Linda Longton of CCJ Digital writes:
Strong freight, tight capacity and surging rates mean conditions for carriers “are approaching their most favorable situation in 14 years,” according to FTR’s Trucking Conditions Index.
Except, that is, when it comes to drivers.
Long a major headache for carriers, in today’s environment, the search for drivers is “getting really, really competitive,” says Gordon Klemp, president of the National Transportation Institute, whose company tracks driver pay and benefits. “In the first two months of this year, the numbers of pay changes — we’ve never had a first quarter that’s even close,” he says. “And the size of some of the changes is pretty impressive.”
Desperate to take advantage of the booming freight market, carriers are offering drivers incentives ranging from higher pay and jumbo-sized bonuses to improved creature comforts and generous benefit packages. While experts say such approaches only encourage turnover, other tactics could provide long-term solutions to some of trucking’s systemic problems. At the same time, increasingly sophisticated technologies are giving fleets more tools to help recruit and retain this scarce resource.
Ask drivers why recruiting and retaining them is so challenging, and three out of four say carriers “don’t pay enough,” according to a recent survey by CCJ sister brands Truckers News and Overdrive. That’s a criticism many fleets are taking to heart: Truckers News has reported more than 25 pay changes since October, and Klemp notes that many took effect immediately. Historically, fleets might announce a pay bump in January but make it effective in late March, he says.
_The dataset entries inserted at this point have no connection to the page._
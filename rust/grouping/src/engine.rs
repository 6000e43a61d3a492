// This Source Code Form is subject to the terms of the Mozilla Public
// License, v. 2.0. If a copy of the MPL was not distributed with this
// file, You can obtain one at https://mozilla.org/MPL/2.0/.

//! Planar grouping pass
//!
//! Single linear pass over the triangles of a mesh. Each triangle's plane
//! is quantized into a [`PlaneKey`]; triangles sharing a key share a
//! group. Groups are created lazily in first-seen order and keep a running
//! centroid of their member triangle centroids.

use crate::error::{Error, Result};
use crate::key::PlaneKey;
use crate::options::GroupingOptions;
use nalgebra::Point3;
use rustc_hash::FxHashMap;
use sketchmesh_core::Aabb;
use smallvec::{smallvec, SmallVec};
use std::collections::hash_map::Entry;

/// Sentinel group id for triangles excluded from grouping
pub const UNGROUPED: i32 = -1;

/// A maximal set of triangles sharing a quantized plane descriptor.
#[derive(Debug, Clone, PartialEq)]
#[cfg_attr(feature = "serde", derive(serde::Serialize, serde::Deserialize))]
pub struct PlanarGroup {
    /// Stable id, assigned in first-seen order during the pass
    pub id: u32,
    /// Running centroid of member triangle centroids, used as a label anchor
    pub representative_point: [f32; 3],
    /// Member triangle ordinals, in pass order
    pub triangles: Vec<u32>,
}

/// Output of one grouping pass, owned by the caller.
#[derive(Debug, Clone, Default, PartialEq)]
#[cfg_attr(feature = "serde", derive(serde::Serialize, serde::Deserialize))]
pub struct GroupingResult {
    /// One entry per triangle: group id, or [`UNGROUPED`] for degenerate
    /// triangles
    pub face_to_group: Vec<i32>,
    /// Groups in id order
    pub groups: Vec<PlanarGroup>,
}

impl GroupingResult {
    /// Empty result, the sentinel for failed or malformed transport calls.
    pub fn empty() -> Self {
        Self::default()
    }

    /// Number of triangles covered by the pass
    #[inline]
    pub fn triangle_count(&self) -> usize {
        self.face_to_group.len()
    }

    /// Number of groups
    #[inline]
    pub fn group_count(&self) -> usize {
        self.groups.len()
    }

    /// Check for the empty sentinel
    #[inline]
    pub fn is_empty(&self) -> bool {
        self.face_to_group.is_empty() && self.groups.is_empty()
    }

    /// Map a picked triangle ordinal to its group, O(1).
    ///
    /// Returns `None` for out-of-range ordinals and ungrouped triangles.
    #[inline]
    pub fn group_for_triangle(&self, triangle: usize) -> Option<&PlanarGroup> {
        let gid = *self.face_to_group.get(triangle)?;
        if gid < 0 {
            return None;
        }
        self.groups.get(gid as usize)
    }
}

/// Group under construction: member list plus running centroid in f64
struct GroupAccumulator {
    members: SmallVec<[u32; 8]>,
    centroid: Point3<f64>,
}

#[inline]
fn vertex(positions: &[f32], index: usize) -> Point3<f64> {
    Point3::new(
        positions[index * 3] as f64,
        positions[index * 3 + 1] as f64,
        positions[index * 3 + 2] as f64,
    )
}

/// Assign every triangle of the mesh to a planar group.
///
/// `positions` is the flat vertex buffer; `indices`, when present, groups
/// every 3 indices into one triangle, otherwise every 3 consecutive
/// vertices form one. Degenerate triangles (zero area, non-finite
/// coordinates, out-of-range indices) stay at [`UNGROUPED`] and never
/// touch a group.
///
/// Fails only when a buffer length is not a multiple of 3; such input is
/// rejected before any triangle is processed.
pub fn group_planar_faces(
    positions: &[f32],
    indices: Option<&[u32]>,
    options: &GroupingOptions,
) -> Result<GroupingResult> {
    if positions.len() % 3 != 0 {
        return Err(Error::InvalidPositionBuffer(positions.len()));
    }
    if let Some(index_buffer) = indices {
        if index_buffer.len() % 3 != 0 {
            return Err(Error::InvalidIndexBuffer(index_buffer.len()));
        }
    }

    let vertex_count = positions.len() / 3;
    let triangle_count = match indices {
        Some(index_buffer) => index_buffer.len() / 3,
        None => positions.len() / 9,
    };

    let normal_step = options.normal_quantization_step;
    let distance_step = options.distance_step(Aabb::from_positions(positions).diagonal());

    let mut face_to_group = vec![UNGROUPED; triangle_count];
    let mut accumulators: Vec<GroupAccumulator> = Vec::new();
    let mut key_to_group: FxHashMap<PlaneKey, u32> = FxHashMap::default();

    for t in 0..triangle_count {
        let (ia, ib, ic) = match indices {
            Some(index_buffer) => {
                let (ia, ib, ic) = (
                    index_buffer[t * 3] as usize,
                    index_buffer[t * 3 + 1] as usize,
                    index_buffer[t * 3 + 2] as usize,
                );
                // Well-typed but malformed: skip the triangle, keep going
                if ia >= vertex_count || ib >= vertex_count || ic >= vertex_count {
                    continue;
                }
                (ia, ib, ic)
            }
            None => (t * 3, t * 3 + 1, t * 3 + 2),
        };

        let va = vertex(positions, ia);
        let vb = vertex(positions, ib);
        let vc = vertex(positions, ic);

        let e1 = vb - va;
        let e2 = vc - va;
        let cross = e1.cross(&e2);
        let normal = cross / cross.norm();
        if !(normal.x.is_finite() && normal.y.is_finite() && normal.z.is_finite()) {
            // Zero-area or non-finite geometry: no plane descriptor
            continue;
        }

        // Canonicalize so oppositely wound coincident triangles share a key
        let normal = if options.canonical_axis.component(&normal) < 0.0 {
            -normal
        } else {
            normal
        };
        let offset = normal.dot(&va.coords);
        let key = PlaneKey::quantize(&normal, offset, normal_step, distance_step);

        let triangle_centroid =
            Point3::from((va.coords + vb.coords + vc.coords) / 3.0);

        let gid = match key_to_group.entry(key) {
            Entry::Occupied(slot) => {
                let gid = *slot.get();
                let group = &mut accumulators[gid as usize];
                group.members.push(t as u32);
                // Incremental mean, cheaper than re-averaging all members
                let count = group.members.len() as f64;
                group.centroid += (triangle_centroid - group.centroid) / count;
                gid
            }
            Entry::Vacant(slot) => {
                let gid = accumulators.len() as u32;
                slot.insert(gid);
                accumulators.push(GroupAccumulator {
                    members: smallvec![t as u32],
                    centroid: triangle_centroid,
                });
                gid
            }
        };

        face_to_group[t] = gid as i32;
    }

    let groups = accumulators
        .into_iter()
        .enumerate()
        .map(|(id, group)| PlanarGroup {
            id: id as u32,
            representative_point: [
                group.centroid.x as f32,
                group.centroid.y as f32,
                group.centroid.z as f32,
            ],
            triangles: group.members.into_vec(),
        })
        .collect();

    Ok(GroupingResult {
        face_to_group,
        groups,
    })
}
Klemp also expects some fleets that made announcements early in the year to raise pay again, possibly in the third quarter, based on competitive pressures and continuing strength in freight rates. “Pay won’t move unless rates are going up,” he says. Klemp predicts that if GDP is above 3 percent in the last three quarters, pay will be 15 percent higher on Dec. 31, 2018, than it was the prior year.
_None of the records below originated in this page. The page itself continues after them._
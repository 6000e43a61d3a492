// This Source Code Form is subject to the terms of the Mozilla Public
// License, v. 2.0. If a copy of the MPL was not distributed with this
// file, You can obtain one at https://mozilla.org/MPL/2.0/.

//! Zero-copy grouping results for WASM
//!
//! Enables direct access to WASM memory from JavaScript without copying.
//! The viewer keeps `faceToGroup` as an Int32Array view for O(1)
//! pick-to-group mapping and the flattened representative points as a
//! Float32Array view for label placement.

use sketchmesh_grouping::GroupingResult;
use wasm_bindgen::prelude::*;

/// Grouping result exposed to JavaScript.
///
/// Representative points are flattened to `[x, y, z, x, y, z, ...]` in
/// group-id order, so the point of group `g` starts at `3 * g`.
#[wasm_bindgen]
pub struct PlanarGroupsJs {
    face_to_group: Vec<i32>,
    group_points: Vec<f32>,
}

#[wasm_bindgen]
impl PlanarGroupsJs {
    /// Get pointer to the per-triangle group id array
    /// JavaScript can create an Int32Array view: new Int32Array(memory.buffer, ptr, length)
    #[wasm_bindgen(getter, js_name = faceToGroupPtr)]
    pub fn face_to_group_ptr(&self) -> *const i32 {
        self.face_to_group.as_ptr()
    }

    /// Get length of the group id array (one entry per triangle)
    #[wasm_bindgen(getter, js_name = faceToGroupLen)]
    pub fn face_to_group_len(&self) -> usize {
        self.face_to_group.len()
    }

    /// Get pointer to the flattened representative points
    #[wasm_bindgen(getter, js_name = groupPointsPtr)]
    pub fn group_points_ptr(&self) -> *const f32 {
        self.group_points.as_ptr()
    }

    /// Get length of the representative point array (in f32 elements)
    #[wasm_bindgen(getter, js_name = groupPointsLen)]
    pub fn group_points_len(&self) -> usize {
        self.group_points.len()
    }

    /// Get number of groups
    #[wasm_bindgen(getter, js_name = groupCount)]
    pub fn group_count(&self) -> usize {
        self.group_points.len() / 3
    }

    /// Get number of triangles
    #[wasm_bindgen(getter, js_name = triangleCount)]
    pub fn triangle_count(&self) -> usize {
        self.face_to_group.len()
    }

    /// Check if this is the empty (failed-transport) sentinel
    #[wasm_bindgen(getter, js_name = isEmpty)]
    pub fn is_empty(&self) -> bool {
        self.face_to_group.is_empty() && self.group_points.is_empty()
    }

    /// Get the group id array as Int32Array (copy to JS)
    #[wasm_bindgen(js_name = faceToGroup)]
    pub fn face_to_group(&self) -> js_sys::Int32Array {
        js_sys::Int32Array::from(&self.face_to_group[..])
    }

    /// Get the flattened representative points as Float32Array (copy to JS)
    #[wasm_bindgen(js_name = groupPoints)]
    pub fn group_points(&self) -> js_sys::Float32Array {
        js_sys::Float32Array::from(&self.group_points[..])
    }

    /// Representative point of one group as [x, y, z]
    #[wasm_bindgen(js_name = representativePoint)]
    pub fn representative_point(&self, group: usize) -> Option<Vec<f32>> {
        self.group_points
            .get(group * 3..group * 3 + 3)
            .map(|p| p.to_vec())
    }
}

impl PlanarGroupsJs {
    /// Empty sentinel for malformed input
    pub fn empty() -> Self {
        Self {
            face_to_group: Vec::new(),
            group_points: Vec::new(),
        }
    }
}

impl From<GroupingResult> for PlanarGroupsJs {
    fn from(result: GroupingResult) -> Self {
        let mut group_points = Vec::with_capacity(result.groups.len() * 3);
        for group in &result.groups {
            group_points.extend_from_slice(&group.representative_point);
        }
        Self {
            face_to_group: result.face_to_group,
            group_points,
        }
    }
}

/// Get WASM memory to allow JavaScript to create TypedArray views
#[wasm_bindgen]
pub fn get_memory() -> JsValue {
    wasm_bindgen::memory()
}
Alongside pay increases, many fleets are offering attention-grabbing sign-on bonuses. Klemp’s company reports median sign-on bonus amounts in February were three or four times as high as those a year earlier, depending on the segment. While such bonuses are common, many experts suggest any sign-on pay beyond what’s needed to cushion the transition to a new job only encourages turnover.
And sign-on bonuses may not be all that effective — at least for attracting the best candidates. Most veteran drivers “don’t trust them,” says Michael Fisk, director of hiring, marketing and driver development for Roadmaster Group, based in Glendale, Ariz. That’s perhaps why only 2 percent of respondents to a recent Truckers News survey said they would change jobs for a large sign-on bonus.
Fleets in the Southeast that typically lag other regions in terms of pay have announced the largest cost-per-mile raises, Klemp says. “The aggressiveness of pay changes down there might indicate they are hurrying to catch up to their counterparts in the Midwest and Northeast where they bump up against them.” The Northeast is historically the highest-paying region, and pay changes there have been fewer, he says.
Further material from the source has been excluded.